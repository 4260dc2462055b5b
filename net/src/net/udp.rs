//! Minimal UDP: header build and parse, demux into datagram sockets.

use mote_lib::klog_debug;

use super::UDP_HEADER_LEN;
use super::binding::BindingTable;
use super::ipv4::{self, OutputFlags};
use super::netdev::NetDevice;
use super::netstack::NetStack;
use super::packetbuf::PacketBuf;
use super::socket::Delivery;
use super::tcp::TcpEngine;
use super::types::{IfaceId, IpProtocol, Ipv4Addr, NetError, Port, SockAddr};

/// Parsed UDP header.
#[derive(Clone, Copy, Debug, PartialEq, Eq)]
pub struct UdpHeader {
    pub src_port: Port,
    pub dst_port: Port,
    pub len: u16,
    pub checksum: u16,
}

impl UdpHeader {
    pub fn parse(data: &[u8]) -> Option<Self> {
        if data.len() < UDP_HEADER_LEN {
            return None;
        }
        Some(Self {
            src_port: Port::from_network_bytes([data[0], data[1]]),
            dst_port: Port::from_network_bytes([data[2], data[3]]),
            len: u16::from_be_bytes([data[4], data[5]]),
            checksum: u16::from_be_bytes([data[6], data[7]]),
        })
    }
}

/// Send `pkt` (cursor on the payload) from `src_port` to `dst`.
///
/// The checksum is left to IP output.
pub fn output<'p, D, B, T>(
    stack: &mut NetStack<'p, D, B, T>,
    mut pkt: PacketBuf<'p>,
    src_port: Port,
    dst: SockAddr,
) -> Result<(), NetError>
where
    D: NetDevice<'p>,
    B: BindingTable,
    T: TcpEngine<'p>,
{
    let len = u16::try_from(pkt.len() + UDP_HEADER_LEN).map_err(|_| NetError::BufferOverrun)?;

    let hdr = pkt.push_header(UDP_HEADER_LEN)?;
    hdr[0..2].copy_from_slice(&src_port.to_network_bytes());
    hdr[2..4].copy_from_slice(&dst.port.to_network_bytes());
    hdr[4..6].copy_from_slice(&len.to_be_bytes());
    hdr[6..8].fill(0);

    ipv4::push_header(&mut pkt, IpProtocol::Udp as u8, Ipv4Addr::UNSPECIFIED, dst.ip)?;
    ipv4::output(stack, pkt, None, OutputFlags::empty())
}

/// Handle a UDP datagram (cursor on the IPv4 header).
///
/// The datagram is queued on the socket bound to its destination port with
/// the cursor on the payload and the L3/L4 marks kept, so the socket layer
/// can report the sender.
pub fn handle_rx<'p, D, B, T>(stack: &mut NetStack<'p, D, B, T>, iface: IfaceId, mut pkt: PacketBuf<'p>)
where
    D: NetDevice<'p>,
    B: BindingTable,
    T: TcpEngine<'p>,
{
    let (src, dst) = ipv4::addresses(&pkt);
    let ihl = ipv4::header_len(&pkt);
    if pkt.pull_header(ihl).is_err() {
        stack.stats.udp_dropped = stack.stats.udp_dropped.wrapping_add(1);
        return;
    }
    pkt.mark_l4();

    let hdr = match UdpHeader::parse(pkt.payload()) {
        Some(hdr) if (hdr.len as usize) >= UDP_HEADER_LEN && (hdr.len as usize) <= pkt.len() => hdr,
        _ => {
            stack.stats.udp_dropped = stack.stats.udp_dropped.wrapping_add(1);
            klog_debug!("udp: malformed datagram from {} on {}", src, iface);
            return;
        }
    };
    pkt.truncate(hdr.len as usize);

    // A zero checksum means the sender did not compute one.
    if hdr.checksum != 0 && pkt.transport_checksum(IpProtocol::Udp, src, dst) != Some(hdr.checksum) {
        stack.stats.udp_dropped = stack.stats.udp_dropped.wrapping_add(1);
        klog_debug!("udp: bad checksum from {}", src);
        return;
    }

    if pkt.pull_header(UDP_HEADER_LEN).is_err() {
        return;
    }

    match stack.sockets.deliver_datagram(hdr.dst_port, pkt) {
        Delivery::Queued => stack.stats.udp_delivered = stack.stats.udp_delivered.wrapping_add(1),
        Delivery::NoListener => {
            stack.stats.udp_no_listener = stack.stats.udp_no_listener.wrapping_add(1);
            klog_debug!("udp: no socket on port {}", hdr.dst_port);
        }
        Delivery::QueueFull => {
            stack.stats.udp_dropped = stack.stats.udp_dropped.wrapping_add(1);
            klog_debug!("udp: queue full on port {}", hdr.dst_port);
        }
    }
}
________________________
### TASK TO COMPLETE
What are the lines, exactly as written above, from the line with "let ihl = ipv4::header_len(&pkt);" to the line with "not compute one.", both included? Output only those.

### RESULT OF THIS EXERCISE
    let ihl = ipv4::header_len(&pkt);
    if pkt.pull_header(ihl).is_err() {
        stack.stats.udp_dropped = stack.stats.udp_dropped.wrapping_add(1);
        return;
    }
    pkt.mark_l4();

    let hdr = match UdpHeader::parse(pkt.payload()) {
        Some(hdr) if (hdr.len as usize) >= UDP_HEADER_LEN && (hdr.len as usize) <= pkt.len() => hdr,
        _ => {
            stack.stats.udp_dropped = stack.stats.udp_dropped.wrapping_add(1);
            klog_debug!("udp: malformed datagram from {} on {}", src, iface);
            return;
        }
    };
    pkt.truncate(hdr.len as usize);

    // A zero checksum means the sender did not compute one.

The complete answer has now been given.